---------- DATA ----------

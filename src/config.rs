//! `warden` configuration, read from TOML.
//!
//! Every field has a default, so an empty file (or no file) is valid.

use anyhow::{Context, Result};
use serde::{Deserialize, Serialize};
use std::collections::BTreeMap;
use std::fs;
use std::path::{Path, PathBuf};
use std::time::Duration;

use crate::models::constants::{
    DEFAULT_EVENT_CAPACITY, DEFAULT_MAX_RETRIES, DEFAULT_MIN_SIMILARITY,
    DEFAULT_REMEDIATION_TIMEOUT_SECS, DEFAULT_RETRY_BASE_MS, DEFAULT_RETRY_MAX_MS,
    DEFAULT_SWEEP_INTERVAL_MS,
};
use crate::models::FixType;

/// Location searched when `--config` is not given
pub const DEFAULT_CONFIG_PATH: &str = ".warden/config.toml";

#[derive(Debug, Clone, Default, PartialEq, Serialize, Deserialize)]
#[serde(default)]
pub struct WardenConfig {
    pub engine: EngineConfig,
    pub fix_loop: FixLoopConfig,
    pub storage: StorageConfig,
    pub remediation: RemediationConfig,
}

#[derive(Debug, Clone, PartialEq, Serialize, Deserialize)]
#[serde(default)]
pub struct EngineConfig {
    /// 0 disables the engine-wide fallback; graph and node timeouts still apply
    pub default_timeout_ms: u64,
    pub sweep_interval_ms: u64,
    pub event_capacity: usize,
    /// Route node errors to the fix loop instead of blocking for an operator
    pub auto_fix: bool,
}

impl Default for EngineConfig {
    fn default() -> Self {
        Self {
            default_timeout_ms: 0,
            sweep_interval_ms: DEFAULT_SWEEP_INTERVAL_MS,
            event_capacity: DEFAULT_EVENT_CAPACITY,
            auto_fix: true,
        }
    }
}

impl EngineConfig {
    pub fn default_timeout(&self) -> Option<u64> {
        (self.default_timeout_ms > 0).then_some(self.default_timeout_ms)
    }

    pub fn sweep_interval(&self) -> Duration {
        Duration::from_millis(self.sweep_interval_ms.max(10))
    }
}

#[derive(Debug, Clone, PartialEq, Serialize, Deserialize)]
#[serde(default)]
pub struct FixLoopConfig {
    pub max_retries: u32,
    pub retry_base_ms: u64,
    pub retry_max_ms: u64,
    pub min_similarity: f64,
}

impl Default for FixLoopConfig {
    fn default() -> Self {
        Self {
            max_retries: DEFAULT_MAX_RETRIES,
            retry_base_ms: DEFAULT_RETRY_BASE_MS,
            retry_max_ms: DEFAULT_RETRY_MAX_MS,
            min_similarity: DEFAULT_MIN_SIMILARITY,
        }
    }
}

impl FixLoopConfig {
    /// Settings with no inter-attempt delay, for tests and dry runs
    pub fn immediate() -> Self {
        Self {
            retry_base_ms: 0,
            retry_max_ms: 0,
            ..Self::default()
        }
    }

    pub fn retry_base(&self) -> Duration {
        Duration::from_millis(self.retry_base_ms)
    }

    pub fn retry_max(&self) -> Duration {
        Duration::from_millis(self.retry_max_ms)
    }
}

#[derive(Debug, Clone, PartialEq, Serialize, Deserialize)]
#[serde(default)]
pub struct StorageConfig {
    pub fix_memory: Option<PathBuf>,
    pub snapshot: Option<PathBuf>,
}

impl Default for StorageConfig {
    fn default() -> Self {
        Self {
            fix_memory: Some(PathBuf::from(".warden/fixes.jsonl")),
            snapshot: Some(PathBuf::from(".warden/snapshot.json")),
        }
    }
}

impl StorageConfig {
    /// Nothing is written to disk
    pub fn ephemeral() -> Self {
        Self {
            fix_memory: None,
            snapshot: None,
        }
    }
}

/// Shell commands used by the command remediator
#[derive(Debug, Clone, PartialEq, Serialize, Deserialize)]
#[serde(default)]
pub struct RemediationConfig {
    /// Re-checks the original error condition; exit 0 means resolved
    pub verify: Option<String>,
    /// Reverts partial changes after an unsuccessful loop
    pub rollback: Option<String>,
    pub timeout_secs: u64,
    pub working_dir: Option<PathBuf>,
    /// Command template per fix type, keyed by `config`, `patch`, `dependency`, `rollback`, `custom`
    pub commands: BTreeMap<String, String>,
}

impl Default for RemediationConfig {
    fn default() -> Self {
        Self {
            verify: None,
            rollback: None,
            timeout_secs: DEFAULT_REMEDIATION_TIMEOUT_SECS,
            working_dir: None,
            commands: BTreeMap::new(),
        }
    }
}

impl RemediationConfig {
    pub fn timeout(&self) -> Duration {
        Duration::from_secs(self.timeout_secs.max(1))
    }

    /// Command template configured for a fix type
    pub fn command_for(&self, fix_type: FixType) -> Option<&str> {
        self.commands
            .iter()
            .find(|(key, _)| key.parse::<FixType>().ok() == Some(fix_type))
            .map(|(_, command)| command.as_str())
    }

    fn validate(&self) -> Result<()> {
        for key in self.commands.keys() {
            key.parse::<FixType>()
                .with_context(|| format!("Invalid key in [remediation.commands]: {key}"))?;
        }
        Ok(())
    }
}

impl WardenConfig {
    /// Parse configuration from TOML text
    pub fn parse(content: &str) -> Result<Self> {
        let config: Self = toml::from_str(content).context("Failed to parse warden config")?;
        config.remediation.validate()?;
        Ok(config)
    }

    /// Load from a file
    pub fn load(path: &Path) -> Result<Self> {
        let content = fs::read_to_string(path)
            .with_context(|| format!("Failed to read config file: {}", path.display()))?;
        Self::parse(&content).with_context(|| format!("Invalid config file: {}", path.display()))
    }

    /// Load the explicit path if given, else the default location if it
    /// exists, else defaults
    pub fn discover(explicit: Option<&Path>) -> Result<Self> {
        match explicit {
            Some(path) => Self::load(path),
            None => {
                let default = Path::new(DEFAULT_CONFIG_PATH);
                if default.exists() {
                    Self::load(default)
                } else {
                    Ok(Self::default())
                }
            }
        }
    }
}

----------
---------- DATA ----------

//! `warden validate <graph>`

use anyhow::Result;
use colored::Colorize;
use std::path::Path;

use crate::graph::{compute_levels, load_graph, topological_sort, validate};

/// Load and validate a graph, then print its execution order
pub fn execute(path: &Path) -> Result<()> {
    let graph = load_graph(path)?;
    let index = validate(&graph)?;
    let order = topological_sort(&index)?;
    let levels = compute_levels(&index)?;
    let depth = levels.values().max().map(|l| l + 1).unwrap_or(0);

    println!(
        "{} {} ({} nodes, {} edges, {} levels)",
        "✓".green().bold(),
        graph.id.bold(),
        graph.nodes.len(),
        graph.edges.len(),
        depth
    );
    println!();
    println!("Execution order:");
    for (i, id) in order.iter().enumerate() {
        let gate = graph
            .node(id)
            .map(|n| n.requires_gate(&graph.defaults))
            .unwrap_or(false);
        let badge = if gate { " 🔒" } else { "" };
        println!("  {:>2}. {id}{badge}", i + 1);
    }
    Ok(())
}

----------
---------- DATA ----------

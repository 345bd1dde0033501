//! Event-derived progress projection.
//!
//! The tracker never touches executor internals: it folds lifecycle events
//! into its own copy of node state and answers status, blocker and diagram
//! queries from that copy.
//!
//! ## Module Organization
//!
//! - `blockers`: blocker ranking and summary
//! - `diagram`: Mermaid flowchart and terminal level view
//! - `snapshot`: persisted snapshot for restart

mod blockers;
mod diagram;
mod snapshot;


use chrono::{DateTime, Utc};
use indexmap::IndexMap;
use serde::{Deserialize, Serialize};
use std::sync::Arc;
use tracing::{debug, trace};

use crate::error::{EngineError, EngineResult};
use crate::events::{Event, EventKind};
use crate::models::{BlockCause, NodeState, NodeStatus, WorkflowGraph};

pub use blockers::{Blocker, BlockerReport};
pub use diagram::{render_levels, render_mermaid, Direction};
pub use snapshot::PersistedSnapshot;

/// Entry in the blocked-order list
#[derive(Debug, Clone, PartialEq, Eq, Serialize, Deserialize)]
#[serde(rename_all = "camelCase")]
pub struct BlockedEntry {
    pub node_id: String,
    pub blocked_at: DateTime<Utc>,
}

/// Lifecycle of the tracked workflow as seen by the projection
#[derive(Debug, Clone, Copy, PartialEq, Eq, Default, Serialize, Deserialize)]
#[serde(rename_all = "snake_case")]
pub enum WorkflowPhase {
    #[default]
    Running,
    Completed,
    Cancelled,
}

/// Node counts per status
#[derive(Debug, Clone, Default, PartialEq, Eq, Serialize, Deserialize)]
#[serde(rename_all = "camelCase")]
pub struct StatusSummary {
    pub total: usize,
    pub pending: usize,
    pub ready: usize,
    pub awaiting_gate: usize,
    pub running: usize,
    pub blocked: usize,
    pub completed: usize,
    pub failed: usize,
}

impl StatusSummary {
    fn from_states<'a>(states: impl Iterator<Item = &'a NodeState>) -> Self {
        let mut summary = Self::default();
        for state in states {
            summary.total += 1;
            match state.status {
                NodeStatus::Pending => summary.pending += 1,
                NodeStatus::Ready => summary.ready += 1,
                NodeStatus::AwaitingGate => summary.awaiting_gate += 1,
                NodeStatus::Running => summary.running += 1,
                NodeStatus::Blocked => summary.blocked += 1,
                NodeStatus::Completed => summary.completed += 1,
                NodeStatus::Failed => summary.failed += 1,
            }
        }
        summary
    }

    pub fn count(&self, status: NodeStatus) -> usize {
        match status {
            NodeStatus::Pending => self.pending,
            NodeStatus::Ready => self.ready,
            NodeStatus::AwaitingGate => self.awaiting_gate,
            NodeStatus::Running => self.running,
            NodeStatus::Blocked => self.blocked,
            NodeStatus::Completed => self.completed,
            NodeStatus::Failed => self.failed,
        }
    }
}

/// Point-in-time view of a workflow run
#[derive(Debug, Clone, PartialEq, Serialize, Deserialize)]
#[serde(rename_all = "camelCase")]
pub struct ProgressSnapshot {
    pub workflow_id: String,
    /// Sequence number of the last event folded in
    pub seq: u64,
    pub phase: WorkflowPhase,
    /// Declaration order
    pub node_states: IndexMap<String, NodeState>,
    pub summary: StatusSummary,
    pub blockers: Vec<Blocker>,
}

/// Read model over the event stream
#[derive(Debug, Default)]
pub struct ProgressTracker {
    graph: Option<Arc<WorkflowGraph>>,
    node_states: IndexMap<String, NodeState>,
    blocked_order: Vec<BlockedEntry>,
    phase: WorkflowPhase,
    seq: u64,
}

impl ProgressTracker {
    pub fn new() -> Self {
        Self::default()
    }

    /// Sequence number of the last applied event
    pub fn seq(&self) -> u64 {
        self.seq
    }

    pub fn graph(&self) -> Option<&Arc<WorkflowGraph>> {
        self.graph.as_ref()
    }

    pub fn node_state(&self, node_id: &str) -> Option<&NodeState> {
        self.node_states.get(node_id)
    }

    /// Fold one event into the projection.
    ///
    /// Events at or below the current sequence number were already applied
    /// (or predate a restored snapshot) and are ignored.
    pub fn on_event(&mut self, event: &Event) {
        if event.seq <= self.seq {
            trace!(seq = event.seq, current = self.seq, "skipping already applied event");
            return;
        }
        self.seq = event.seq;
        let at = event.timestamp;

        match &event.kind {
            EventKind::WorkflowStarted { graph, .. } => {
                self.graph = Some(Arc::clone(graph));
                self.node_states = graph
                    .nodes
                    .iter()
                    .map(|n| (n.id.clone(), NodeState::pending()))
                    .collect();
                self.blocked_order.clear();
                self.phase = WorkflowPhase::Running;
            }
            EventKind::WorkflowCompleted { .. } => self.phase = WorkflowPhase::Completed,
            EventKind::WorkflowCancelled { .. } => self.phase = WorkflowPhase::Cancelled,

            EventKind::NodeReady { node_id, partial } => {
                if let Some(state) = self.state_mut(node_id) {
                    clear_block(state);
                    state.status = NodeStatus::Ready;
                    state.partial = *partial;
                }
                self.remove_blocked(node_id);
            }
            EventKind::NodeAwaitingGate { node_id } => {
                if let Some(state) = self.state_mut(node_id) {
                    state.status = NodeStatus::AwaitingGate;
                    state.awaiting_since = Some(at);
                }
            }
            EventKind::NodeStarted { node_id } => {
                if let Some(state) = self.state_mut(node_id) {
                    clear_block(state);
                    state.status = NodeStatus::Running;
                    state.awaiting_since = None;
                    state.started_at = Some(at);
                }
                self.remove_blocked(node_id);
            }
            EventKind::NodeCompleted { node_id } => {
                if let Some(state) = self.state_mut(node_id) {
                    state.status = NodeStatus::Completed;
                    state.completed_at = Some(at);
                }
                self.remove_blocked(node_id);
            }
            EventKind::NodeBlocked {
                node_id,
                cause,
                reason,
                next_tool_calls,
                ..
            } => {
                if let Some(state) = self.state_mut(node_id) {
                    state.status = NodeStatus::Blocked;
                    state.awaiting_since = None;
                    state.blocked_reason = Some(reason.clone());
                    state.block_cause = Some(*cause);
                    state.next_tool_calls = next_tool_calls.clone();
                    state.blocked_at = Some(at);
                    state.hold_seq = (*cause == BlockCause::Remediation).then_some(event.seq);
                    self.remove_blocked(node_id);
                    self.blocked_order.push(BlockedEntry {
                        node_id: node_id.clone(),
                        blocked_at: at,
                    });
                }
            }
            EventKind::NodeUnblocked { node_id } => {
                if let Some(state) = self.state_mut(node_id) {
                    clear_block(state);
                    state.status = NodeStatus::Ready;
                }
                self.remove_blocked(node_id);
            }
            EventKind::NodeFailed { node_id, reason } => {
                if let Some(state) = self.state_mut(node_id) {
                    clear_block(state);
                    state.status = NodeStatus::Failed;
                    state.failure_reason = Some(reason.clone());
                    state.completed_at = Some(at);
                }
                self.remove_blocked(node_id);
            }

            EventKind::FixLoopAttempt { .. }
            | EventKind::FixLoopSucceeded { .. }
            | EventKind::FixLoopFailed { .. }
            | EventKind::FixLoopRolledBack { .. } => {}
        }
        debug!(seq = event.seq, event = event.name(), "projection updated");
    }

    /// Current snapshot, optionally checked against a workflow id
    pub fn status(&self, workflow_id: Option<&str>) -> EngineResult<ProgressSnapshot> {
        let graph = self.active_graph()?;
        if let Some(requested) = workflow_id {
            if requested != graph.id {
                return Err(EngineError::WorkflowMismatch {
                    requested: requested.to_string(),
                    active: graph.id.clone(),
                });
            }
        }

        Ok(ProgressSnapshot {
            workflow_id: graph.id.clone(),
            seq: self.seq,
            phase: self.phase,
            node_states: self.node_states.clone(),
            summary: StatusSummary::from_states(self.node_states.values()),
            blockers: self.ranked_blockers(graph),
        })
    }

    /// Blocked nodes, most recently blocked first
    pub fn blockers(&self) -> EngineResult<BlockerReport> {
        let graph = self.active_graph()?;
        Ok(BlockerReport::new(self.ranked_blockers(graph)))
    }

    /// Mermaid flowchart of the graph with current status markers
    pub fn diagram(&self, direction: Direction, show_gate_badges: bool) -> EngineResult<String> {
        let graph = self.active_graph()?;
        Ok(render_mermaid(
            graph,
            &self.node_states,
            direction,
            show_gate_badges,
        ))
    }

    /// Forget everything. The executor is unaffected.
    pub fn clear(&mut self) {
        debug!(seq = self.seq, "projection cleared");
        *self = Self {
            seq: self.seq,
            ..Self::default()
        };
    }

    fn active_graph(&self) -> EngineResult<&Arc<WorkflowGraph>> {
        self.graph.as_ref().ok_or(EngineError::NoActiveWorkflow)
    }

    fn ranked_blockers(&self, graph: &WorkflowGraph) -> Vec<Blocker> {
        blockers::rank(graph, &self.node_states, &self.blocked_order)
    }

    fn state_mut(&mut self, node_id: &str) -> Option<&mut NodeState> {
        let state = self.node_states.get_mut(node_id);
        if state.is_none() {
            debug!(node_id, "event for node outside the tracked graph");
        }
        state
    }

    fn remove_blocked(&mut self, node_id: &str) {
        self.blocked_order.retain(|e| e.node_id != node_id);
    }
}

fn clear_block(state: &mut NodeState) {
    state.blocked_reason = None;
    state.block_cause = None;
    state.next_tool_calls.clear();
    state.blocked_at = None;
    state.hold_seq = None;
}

----------

**PROBLEM REQUIREMENTS**
How many lines in the listing above contain "FixType"? Answer with the number alone.

**WRITTEN RESPONSE**
4